Gubernur Riau Syamsuar menyebut setidaknya sudah terkumpul dana sejumlah Rp2 miliar dari berbagai pihak termasuk perusahaan. Dalam laman platform program adopsi pohon ini terlihat 9 dari 10 pengadopsi teratas adalah perusahaan yakni sawit dan minyak. “Hari ini tercapai adopsi pohon kita sebanyak 10.613 pohon. Ini satu pohon dananya Rp200 ribu, berarti terkumpul dana sekitar Rp2 miliar lebih,” kata Syamsuar dalam rilis itu.
Konsepsi program ini adalah memberikan dana kepada pemilik izin PS. Dana itu diperoleh dengan cara pengadopsian pohon. Bagi pohon berdiameter 40 cm lebih akan diberi dana 200 ribu rupiah untuk satu tahun. Bagi pohon yang diameternya kurang dari itu diberi 50 ribu rupiah untuk satu tahun.
Syamsuar menyebut program adopsi pohon ini sebagai bagian dari konsep Riau Hijau. Pemberian uang kompensasi dari menjaga pohon tersebut diharapkan bisa memberi banyak manfaat bagi masyarakat di desa yang sudah mendapatkan hak pengelolaan hutan dalam skema PS tersebut. Ia menambahkan dana itu bisa digunakan untuk kegiatan di desa termasuk infrastruktur, pendidikan dan sebagainya.

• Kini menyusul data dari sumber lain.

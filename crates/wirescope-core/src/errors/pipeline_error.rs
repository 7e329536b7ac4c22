//! Pipeline errors: aggregate of every error that can abort an analysis run.

use super::{ConfigError, DiscoveryError, ParseError, ScanError, WirescopeErrorCode};

/// Errors that abort a wire analysis run.
/// Aggregates subsystem errors via `From` conversions.
#[derive(Debug, thiserror::Error)]
pub enum PipelineError {
    #[error("Configuration error: {0}")]
    Config(#[from] ConfigError),

    #[error("Scan error: {0}")]
    Scan(#[from] ScanError),

    #[error("Parse error: {0}")]
    Parse(#[from] ParseError),

    #[error("Discovery error: {0}")]
    Discovery(#[from] DiscoveryError),
}

impl WirescopeErrorCode for PipelineError {
    fn error_code(&self) -> &'static str {
        match self {
            Self::Config(e) => e.error_code(),
            Self::Scan(e) => e.error_code(),
            Self::Parse(e) => e.error_code(),
            Self::Discovery(e) => e.error_code(),
        }
    }
}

Mungkin kita harus berhenti sejenak sembari melihat bagaimana perjalanan program Perhutanan Sosial di Riau hingga sekarang. Dengan demikian kita bisa mengetahui apakah program ini mampu menyelesaikan masalah utama terhambatnya program PS Jokowi tersebut.
Sepanjang perjalanan saya ke sejumlah komunitas yang mendapatkan izin perhutanan sosial di Riau, masalah utama mereka ada dua. Pertama, maraknya pembalakan liar. Sepanjang diskusi dengan pemegang izin PS, penebangan ilegal ini jelas tidak bisa dihentikan jika tidak dibantu oleh aparat hukum. Penegak hukum yang sesungguhnya bisa diandalkan adalah polisi hutan, anggota kepolisian RI serta bupati.

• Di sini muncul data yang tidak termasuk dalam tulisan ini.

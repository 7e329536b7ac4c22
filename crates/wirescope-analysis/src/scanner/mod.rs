//! Scanner module: parallel discovery and reading of Go sources.
//!
//! - `ignore` crate for gitignore-style pattern matching
//! - `rayon` for parallel reads
//! - `xxhash` for content hashing

pub mod hasher;
mod ignores;
mod types;
mod walker;

pub use ignores::{IgnorePatterns, DEFAULT_IGNORE_DIRS};
pub use types::{ScanResult, ScanStats, SourceFile};
pub use walker::GoScanner;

Masalah kedua adalah tiadanya dana operasional untuk mengawasi hutan desa, hutan adat dan hutan kemasyarakatan itu. Praktis, sejak mendapatkan izin Perhutanan Sosial dari Presiden Jokowi, yang sudah dilakukan Lembaga Pengelola Hutan Desa (LPHD) dan Hutan Adat baru sebatas menyelesaikan pemetaan zonasi, Rencana Kegiatan Tahunan (RKT) dan Rencana Kegiatan Usaha (RKU). Dua dokumen ini, bahkan ada yang baru selesai dibuat setelah bertahun-tahun mendapat Surat Keputusan PS.
Mendekati masa kadaluwarsa izin PS ini, tak satu pun yang sudah mencapai tahap pengelolaan. Padahal salah satu tujuan dari PS adalah bagaimana kawasan hutan ini memberi dampak bagi kesejahteraan masyarakat tanpa merusak.

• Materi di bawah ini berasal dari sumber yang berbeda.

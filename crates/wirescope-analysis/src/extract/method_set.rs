//! Method sets: interface requirements and the methods a concrete type
//! offers through its pointer (value and pointer receivers, plus methods
//! promoted from embedded fields).

use std::collections::BTreeMap;

use wirescope_core::errors::ExtractionError;
use wirescope_core::types::FxHashSet;

use crate::builtin;
use crate::codebase::{CodebaseIndex, Package, TypeTarget};
use crate::parsers::{GoFile, InterfaceDecl, TypeDeclKind, TypeExpr};

/// Method name to canonical signature.
pub(crate) type MethodSet = BTreeMap<String, String>;

impl CodebaseIndex {
    /// Every method an interface requires, embedded interfaces flattened.
    pub(crate) fn interface_method_set(
        &self,
        package: &Package,
        file: &GoFile,
        iface: &InterfaceDecl,
    ) -> Result<MethodSet, ExtractionError> {
        let mut set = MethodSet::new();
        let mut visiting = FxHashSet::default();
        self.collect_interface_methods(package, file, iface, &mut set, &mut visiting)?;
        Ok(set)
    }

    fn collect_interface_methods(
        &self,
        package: &Package,
        file: &GoFile,
        iface: &InterfaceDecl,
        set: &mut MethodSet,
        visiting: &mut FxHashSet<(String, String)>,
    ) -> Result<(), ExtractionError> {
        for method in &iface.methods {
            let sig = self.signature(package, file, &method.params, &method.results);
            set.insert(method.name.clone(), sig);
        }

        for embed in &iface.embeds {
            let Some((qualifier, name)) = embed.head_named() else {
                continue;
            };
            let location = self.locate_named(package, file, qualifier, name);
            if let Some(known) = builtin::known_interface_methods(&location, name) {
                for (method, sig) in known {
                    set.insert((*method).to_string(), (*sig).to_string());
                }
                continue;
            }
            match self.follow_aliases(&location, name)? {
                TypeTarget::Declared {
                    package: embedded_pkg,
                    file: embedded_file,
                    decl,
                    ..
                } => {
                    let TypeDeclKind::Interface(embedded) = &decl.kind else {
                        return Err(ExtractionError::NotAnInterface {
                            name: decl.name.clone(),
                        });
                    };
                    if visiting.insert((embedded_pkg.import_path.clone(), decl.name.clone())) {
                        self.collect_interface_methods(embedded_pkg, embedded_file, embedded, set, visiting)?;
                    }
                }
                TypeTarget::Unnamed { .. } => {}
            }
        }
        Ok(())
    }

    /// Methods callable on `*T` for type `type_name` declared in `package`.
    pub(crate) fn pointer_method_set(&self, package: &Package, type_name: &str) -> MethodSet {
        let mut set = MethodSet::new();
        let mut visited = FxHashSet::default();
        self.collect_concrete_methods(package, type_name, &mut set, &mut visited);
        set
    }

    fn collect_concrete_methods(
        &self,
        package: &Package,
        type_name: &str,
        set: &mut MethodSet,
        visited: &mut FxHashSet<(String, String)>,
    ) {
        if !visited.insert((package.import_path.clone(), type_name.to_string())) {
            return;
        }
        for (file, method) in package.methods_of(type_name) {
            let sig = self.signature(package, file, &method.params, &method.results);
            set.entry(method.name.clone()).or_insert(sig);
        }

        let Some((file, decl)) = package.type_decl(type_name) else {
            return;
        };
        let TypeDeclKind::Struct(fields) = &decl.kind else {
            return;
        };
        for field in fields.iter().filter(|f| f.embedded) {
            let (inner, _) = field.ty.deref();
            let Some((qualifier, name)) = inner.head_named() else {
                continue;
            };
            let location = self.locate_named(package, file, qualifier, name);
            if let Some(known) = builtin::known_interface_methods(&location, name) {
                for (method, sig) in known {
                    set.entry((*method).to_string()).or_insert_with(|| (*sig).to_string());
                }
                continue;
            }
            let Ok(TypeTarget::Declared {
                package: embedded_pkg,
                file: embedded_file,
                decl: embedded,
                ..
            }) = self.follow_aliases(&location, name)
            else {
                continue;
            };
            match &embedded.kind {
                TypeDeclKind::Interface(iface) => {
                    let mut promoted = MethodSet::new();
                    let mut visiting = FxHashSet::default();
                    // An unresolvable embedded interface promotes nothing.
                    if self
                        .collect_interface_methods(embedded_pkg, embedded_file, iface, &mut promoted, &mut visiting)
                        .is_ok()
                    {
                        for (method, sig) in promoted {
                            set.entry(method).or_insert(sig);
                        }
                    }
                }
                _ => self.collect_concrete_methods(embedded_pkg, &embedded.name, set, visited),
            }
        }
    }

    fn signature(&self, package: &Package, file: &GoFile, params: &[TypeExpr], results: &[TypeExpr]) -> String {
        let func = TypeExpr::Func {
            params: params.to_vec(),
            results: results.to_vec(),
        };
        self.canonical_type(package, file, &func)
    }
}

Tahapan dokumen RKT/RKU hanyalah masalah administrasi dan itu pun cukup berlarut dan tertatih. Sebab mau diakui atau tidak, asistensi pemerintah daerah Riau untuk mendukung PS tidak sebesar yang dicitrakan di media. Dan minimnya asistensi pemerintah daerah baik dalam hal program insentif ekonomi alternatif maupun penganggaran menjadi masalah ketiga tersendatnya program PS ini.
Jika Gubernur Syamsuar berharap dengan dana program adopsi pohon ini, hutan PS akan terlindungi, ini jelas tidak akan berhasil. Melawan pembalakan liar dengan dana tak seberapa itu dan apalagi jika dilakukan oleh masyarakat, maka akan berhadapan dengan para cukong yang berada di balik operasi ilog itu.
Sebenarnya cukuplah mudah bagi pemerintah daerah untuk membantu para pengelola hutan PS yakni memberikan dukungan pengawasan dan penegakan hukum, program ekonomi alternatif dari hasil hutan non kayu dan asistensi pemberdayaan dan kapasitas. Alih-alih membuat program adopsi pohon yang bisa digunakan perusahaan sawit dan hutan industri sebagai kampanye green washing mereka.
Apalagi jika Gubernur berpikir bahwa hutan Riau bisa terselamatkan dengan program adopsi pohon, tentu ibaratnya masih jauh panggang dari api. Karena masalahnya jauh lebih kompleks.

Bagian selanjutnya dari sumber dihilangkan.